BP Enters Two Biotech Collaborations: Feedstocks for Cellulosic Ethanol and Bioconversion of Subsurface Hydrocarbons
BP has entered two collaborations with biotech companies: the first with Mendel Biotechnology to develop biofeedstocks for the production of cellulsoic ethanol; the second with Synthetic Genomics to develop biological conversion processes for subsurface hydrocarbons that could lead to cleaner energy production and improved recovery rates. BP is also investing in each company.
The collaboration with Mendel Biotechnology, a functional genomics company, is focusing on accelerating a breeding program for perennial grasses that can be used as feedstock for the production of cellulosic ethanol. Mendel will establish breeding stations in the Midwest and the Southeast United States, and accelerate breeding collaborations with groups in Germany and China.
Mendel’s goals are to increase the yield of biomass crops without increasing the input costs; develop varieties that are better suited for processing to fermentable sugars; and to produce plants with enhanced biotic and abiotic stress tolerance.
Founded in 1997, Mendel Biotechnology has identified and patented the use of genes that control many aspects of plant growth and development, and is using such inventions to develop or co-develop new plant varieties. Mendel is developing new seed products for the emerging bioenergy market, focused on seeds and feedstock products for the cellulosic ethanol industry.
In March 2007, Mendel acquired the entire Miscanthus breeding program from Tinplant Biotechnik und Pflanzenvermehrung GmbH, a German breeding and plant science company. Miscanthus is one of the leading candidates for dedicated energy crops. (Earlier post.)
The long-term research and development deal between BP and Synthetic Genomics is focused first on gaining a better understanding of the natural microbial communities in various hydrocarbon formations such as oil, natural gas, coal and shale. Such an understanding would enable the enhancement or increased production of the subsurface hydrocarbons.
Synthetic Genomics, which was founded by genome pioneer J Craig Venter, Ph.D., will use its expertise in environmental DNA sequencing and microbial cell culturing to produce the first comprehensive genomic study of microbial populations living in these environments.
The second phase of the BP/Synthetic Genomics program will be a series of field pilot studies of the most promising bioconversion approaches. BP and Synthetic Genomics will then seek to jointly commercialize the bioconversion of subsurface hydrocarbons into cleaner energy products.
The partners expect the first two phases of R&D will be completed in three and a half years. The success of the pilot field studies will lead to the third phase of R&D that will encompass the commercialization of the relevant technologies.
We believe that one of the most promising solutions to producing cleaner fuels will be found through genomic-driven advances. Through our research collaboration with BP, we will achieve a new and better understanding of the subsurface hydrocarbon bioconversion process which we are confident will yield substantial cleaner energy sources.—Dr. Venter
The overall goal of Synthetic Genomics is to discover and/or design new genomes that will code for new types of cells with desired properties for bioenergy or specific chemical production.

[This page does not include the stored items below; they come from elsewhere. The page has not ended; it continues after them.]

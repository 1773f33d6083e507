#![allow(non_snake_case)]

use std::{iter::FromIterator, ops::Index, sync::Arc};

use crate::{
    bits::{self, Bits},
    itemset::Itemset,
    types::{ItemId, Support, TransactionId},
};

/// An ordered collection of transactions, the dataset `D`.
///
/// Built in one pass: for every item the set of transactions containing it
/// (`item_support_bits`), and the vocabulary of items present anywhere.
#[derive(Clone, Debug, Default)]
pub struct TransactionDatabase {
    transactions: Vec<Itemset>,
    item_supports: Vec<Option<Arc<Bits>>>,
    vocabulary: Bits,
}

impl TransactionDatabase {
    pub fn new(transactions: Vec<Itemset>) -> Self {
        let N = transactions.len();
        let universe = transactions
            .iter()
            .filter_map(|transaction| transaction.items().last())
            .max()
            .map_or(0, |&max| max + 1);

        let mut item_supports: Vec<Option<Bits>> = vec![None; universe];
        let mut vocabulary = bits::with_len(universe);

        for (id, transaction) in transactions.iter().enumerate() {
            for &item in transaction.items() {
                item_supports[item]
                    .get_or_insert_with(|| bits::with_len(N))
                    .set(id, true);
                vocabulary.set(item, true);
            }
        }

        Self {
            transactions,
            item_supports: item_supports
                .into_iter()
                .map(|bits| bits.map(Arc::new))
                .collect(),
            vocabulary,
        }
    }

    pub fn len(&self) -> usize {
        self.transactions.len()
    }

    pub fn is_empty(&self) -> bool {
        self.transactions.is_empty()
    }

    pub fn get(&self, id: TransactionId) -> Option<&Itemset> {
        self.transactions.get(id)
    }

    pub fn iter(&self) -> std::slice::Iter<'_, Itemset> {
        self.transactions.iter()
    }

    pub fn transactions(&self) -> &[Itemset] {
        &self.transactions
    }

    /// One past the largest item id present.
    pub fn universe(&self) -> usize {
        self.vocabulary.len()
    }

    /// Distinct items, ascending.
    pub fn vocabulary(&self) -> impl Iterator<Item = ItemId> + '_ {
        self.vocabulary.iter_ones()
    }

    pub fn contains_item(&self, item: ItemId) -> bool {
        self.vocabulary.get(item).map_or(false, |bit| *bit)
    }

    pub fn item_support_bits(&self, item: ItemId) -> Option<&Arc<Bits>> {
        self.item_supports.get(item).and_then(Option::as_ref)
    }

    pub fn item_support(&self, item: ItemId) -> Support {
        self.item_support_bits(item)
            .map_or(0, |bits| bits.count_ones() as Support)
    }

    /// Transactions containing every item of `itemset`.
    ///
    /// Empty when an item is unknown to the database, full for the empty
    /// itemset.
    pub fn support_bits(&self, itemset: &Itemset) -> Bits {
        let mut items = itemset.items().iter();

        let first = match items.next() {
            Some(&item) => item,
            None => return bits::from_indices(0..self.len(), self.len()),
        };
        let mut acc = match self.item_support_bits(first) {
            Some(bits) => (**bits).clone(),
            None => return bits::with_len(self.len()),
        };

        for &item in items {
            match self.item_support_bits(item) {
                Some(bits) => bits::and_assign(&mut acc, bits),
                None => return bits::with_len(self.len()),
            }
        }
        acc
    }

    pub fn support(&self, itemset: &Itemset) -> Support {
        self.support_bits(itemset).count_ones() as Support
    }

    /// Mean transaction size.
    pub fn average_size(&self) -> f64 {
        if self.is_empty() {
            return 0.0;
        }
        self.total_size() as f64 / self.len() as f64
    }

    /// Share of the `|D| x |vocabulary|` matrix that is filled.
    pub fn density(&self) -> f64 {
        let distinct = self.vocabulary.count_ones();
        if self.is_empty() || distinct == 0 {
            return 0.0;
        }
        self.total_size() as f64 / (self.len() as f64 * distinct as f64)
    }

    fn total_size(&self) -> usize {
        self.transactions.iter().map(Itemset::len).sum()
    }
}

impl Index<TransactionId> for TransactionDatabase {
    type Output = Itemset;

    fn index(&self, id: TransactionId) -> &Itemset {
        &self.transactions[id]
    }
}

impl FromIterator<Itemset> for TransactionDatabase {
    fn from_iter<I: IntoIterator<Item = Itemset>>(iter: I) -> Self {
        TransactionDatabase::new(iter.into_iter().collect())
    }
}

impl<'a> IntoIterator for &'a TransactionDatabase {
    type Item = &'a Itemset;
    type IntoIter = std::slice::Iter<'a, Itemset>;

    fn into_iter(self) -> Self::IntoIter {
        self.transactions.iter()
    }
}
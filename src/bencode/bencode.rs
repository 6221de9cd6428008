use crate::bencode::enums::bencode_error::BencodeError;
use crate::bencode::enums::bencode_value::BencodeValue;
use crate::bencode::structs::byte_cursor::ByteCursor;
use crate::bencode::structs::byte_str::ByteStr;

/// Maximum list/dictionary nesting accepted by [`skip_value`] and [`decode_value`].
pub const MAX_NESTING_DEPTH: usize = 512;

/// Reads a non-negative decimal length terminated by `:`.
///
/// Leading zeros are accepted (`007:` reads as 7). On success the cursor is
/// positioned just after the colon; on failure it is left untouched.
pub fn read_length(cursor: &mut ByteCursor<'_>) -> Result<usize, BencodeError> {
    let mut c = *cursor;
    let start = c.position();
    let mut length: usize = 0;
    let mut digits = 0usize;
    loop {
        let byte = c.peek()?;
        match byte {
            b'0'..=b'9' => {
                length = length
                    .checked_mul(10)
                    .and_then(|length| length.checked_add(usize::from(byte - b'0')))
                    .ok_or(BencodeError::MalformedLength { offset: start })?;
                digits += 1;
                c.advance_by(1)?;
            }
            b':' if digits > 0 => {
                c.advance_by(1)?;
                break;
            }
            _ => return Err(BencodeError::MalformedLength { offset: c.position() }),
        }
    }
    *cursor = c;
    Ok(length)
}

/// Reads `<len>:<bytes>` and returns a borrowed view of the payload.
///
/// Fails with `TruncatedInput` if fewer than `len` bytes remain.
pub fn read_byte_string<'a>(cursor: &mut ByteCursor<'a>) -> Result<ByteStr<'a>, BencodeError> {
    let mut c = *cursor;
    let length = read_length(&mut c)?;
    let offset = c.position();
    let bytes = c.take(length)?;
    *cursor = c;
    Ok(ByteStr::new(bytes, offset))
}

/// Reads `i<digits>e` with an optional single leading `-`.
///
/// A bare `-`, a missing digit, an unexpected byte or a value outside the
/// `i64` range is `MalformedInteger`; hitting the end bound before the
/// terminating `e` is `TruncatedInput`.
pub fn read_integer(cursor: &mut ByteCursor<'_>) -> Result<i64, BencodeError> {
    let mut c = *cursor;
    let start = c.position();
    if c.peek()? != b'i' {
        return Err(BencodeError::MalformedInteger { offset: start });
    }
    c.advance_by(1)?;

    let negative = c.peek()? == b'-';
    if negative {
        c.advance_by(1)?;
    }

    let mut value: i64 = 0;
    let mut digits = 0usize;
    loop {
        let byte = c.peek()?;
        match byte {
            b'0'..=b'9' => {
                let digit = i64::from(byte - b'0');
                value = value
                    .checked_mul(10)
                    .and_then(|value| if negative { value.checked_sub(digit) } else { value.checked_add(digit) })
                    .ok_or(BencodeError::MalformedInteger { offset: start })?;
                digits += 1;
                c.advance_by(1)?;
            }
            b'e' if digits > 0 => {
                c.advance_by(1)?;
                break;
            }
            _ => return Err(BencodeError::MalformedInteger { offset: c.position() }),
        }
    }
    *cursor = c;
    Ok(value)
}

/// Advances the cursor past one complete value without materializing it.
pub fn skip_value(cursor: &mut ByteCursor<'_>) -> Result<(), BencodeError> {
    let mut c = *cursor;
    skip_nested(&mut c, 0)?;
    *cursor = c;
    Ok(())
}

fn skip_nested(c: &mut ByteCursor<'_>, depth: usize) -> Result<(), BencodeError> {
    let start = c.position();
    match c.peek()? {
        b'i' => {
            read_integer(c)?;
        }
        b'0'..=b'9' => {
            read_byte_string(c)?;
        }
        tag @ (b'l' | b'd') => {
            if depth >= MAX_NESTING_DEPTH {
                return Err(BencodeError::MalformedStructure { offset: start, reason: "nesting too deep" });
            }
            c.advance_by(1)?;
            loop {
                if c.peek()? == b'e' {
                    c.advance_by(1)?;
                    break;
                }
                if tag == b'd' {
                    read_key(c)?;
                }
                skip_nested(c, depth + 1)?;
            }
        }
        _ => return Err(BencodeError::MalformedStructure { offset: start, reason: "unexpected value tag" }),
    }
    Ok(())
}

/// Scans dictionary entries for `key`.
///
/// The cursor must be positioned on the first key, i.e. just past the `d`.
/// Returns a cursor on the matching value, or `None` once the closing `e` is
/// reached. The scan is linear in declared order and compares keys byte for
/// byte; the input cursor is not moved.
pub fn find_key<'a>(cursor: &ByteCursor<'a>, key: &[u8]) -> Result<Option<ByteCursor<'a>>, BencodeError> {
    let mut c = *cursor;
    while let Some(current) = read_dict_key(&mut c)? {
        if current.as_bytes() == key {
            return Ok(Some(c));
        }
        skip_value(&mut c)?;
    }
    Ok(None)
}

/// Reads the next dictionary key, or consumes the closing `e` and returns `None`.
pub fn read_dict_key<'a>(cursor: &mut ByteCursor<'a>) -> Result<Option<ByteStr<'a>>, BencodeError> {
    if cursor.peek()? == b'e' {
        cursor.advance_by(1)?;
        return Ok(None);
    }
    read_key(cursor).map(Some)
}

/// Returns `true` if another list item follows, or consumes the closing `e`
/// and returns `false`.
pub fn next_list_item(cursor: &mut ByteCursor<'_>) -> Result<bool, BencodeError> {
    if cursor.peek()? == b'e' {
        cursor.advance_by(1)?;
        return Ok(false);
    }
    Ok(true)
}

fn read_key<'a>(c: &mut ByteCursor<'a>) -> Result<ByteStr<'a>, BencodeError> {
    if !c.peek()?.is_ascii_digit() {
        return Err(BencodeError::MalformedStructure {
            offset: c.position(),
            reason: "dictionary key is not a byte string",
        });
    }
    read_byte_string(c)
}

/// Decodes one complete value, borrowing every byte string from the buffer.
///
/// Stops at exactly the position [`skip_value`] would reach for the same input.
pub fn decode_value<'a>(cursor: &mut ByteCursor<'a>) -> Result<BencodeValue<'a>, BencodeError> {
    let mut c = *cursor;
    let value = decode_nested(&mut c, 0)?;
    *cursor = c;
    Ok(value)
}

fn decode_nested<'a>(c: &mut ByteCursor<'a>, depth: usize) -> Result<BencodeValue<'a>, BencodeError> {
    let start = c.position();
    match c.peek()? {
        b'i' => Ok(BencodeValue::Integer(read_integer(c)?)),
        b'0'..=b'9' => Ok(BencodeValue::ByteString(read_byte_string(c)?)),
        b'l' | b'd' if depth >= MAX_NESTING_DEPTH => {
            Err(BencodeError::MalformedStructure { offset: start, reason: "nesting too deep" })
        }
        b'l' => {
            c.advance_by(1)?;
            let mut items = Vec::new();
            while next_list_item(c)? {
                items.push(decode_nested(c, depth + 1)?);
            }
            Ok(BencodeValue::List(items))
        }
        b'd' => {
            c.advance_by(1)?;
            let mut entries = Vec::new();
            while let Some(key) = read_dict_key(c)? {
                let value = decode_nested(c, depth + 1)?;
                entries.push((key, value));
            }
            Ok(BencodeValue::Dictionary(entries))
        }
        _ => Err(BencodeError::MalformedStructure { offset: start, reason: "unexpected value tag" }),
    }
}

Scientists at the J. Craig Venter Institute (JCVI) recently filed patent applications to protect the broad method it plans to use to create a synthetic organism. Dr. Venter, who led the private sector effort to sequence the human genome, announced in 1999 that he would work toward that goal.
In 2002, Dr. Venter created three non-profit organizations: the TIGR Center for the Advancement of Genomics (TCAG), the Institute for Biological Energy Alternatives (IBEA), and the J. Craig Venter Science Foundation.
The IBEA research institution was focused on using microbes, microbial genomics, microbial pathways, and plants as potential solutions to carbon sequestration and clean energy production. Researchers in the Institute also focused on developing potential new synthetic cells.
In 2003, IBEA announced that it had “significantly advanced” methods to improve the speed and accuracy of genomic synthesis. The IBEA researchers assembled the 5,386 base pair bacteriophage φX174 (phi X), from short, single strands of synthetically produced, commercially available DNA (known as oligonucleotides) using an adaptation of polymerase chain reaction (PCR), known as polymerase cycle assembly (PCA), to build the phi X genome.
In 2004, Dr. Venter consolidated the three organizations into a single research institute: the J. Craig Venter Institute (JCVI). In 2006, the J. Craig Venter Institute, The Institute of Genomic Research (TIGR) and the J. Craig Venter Science Foundation (JCVSF) consolidated into one organization: the J. Craig Venter Institute. The research organization formerly known as JCVI was renamed The Center for the Advancement of Genomics (TCAG).
Synthetic Genomics has its own internal scientific team and also sponsors research at the J. Craig Venter Institute (JCVI). Synthetic Genomics handles the prosecution of any patent applications covering intellectual property developed by the JCVI under a Sponsored Research Agreement between Synthetic Genomics and JCVI. Rights to any resulting patents are assigned to Synthetic Genomics.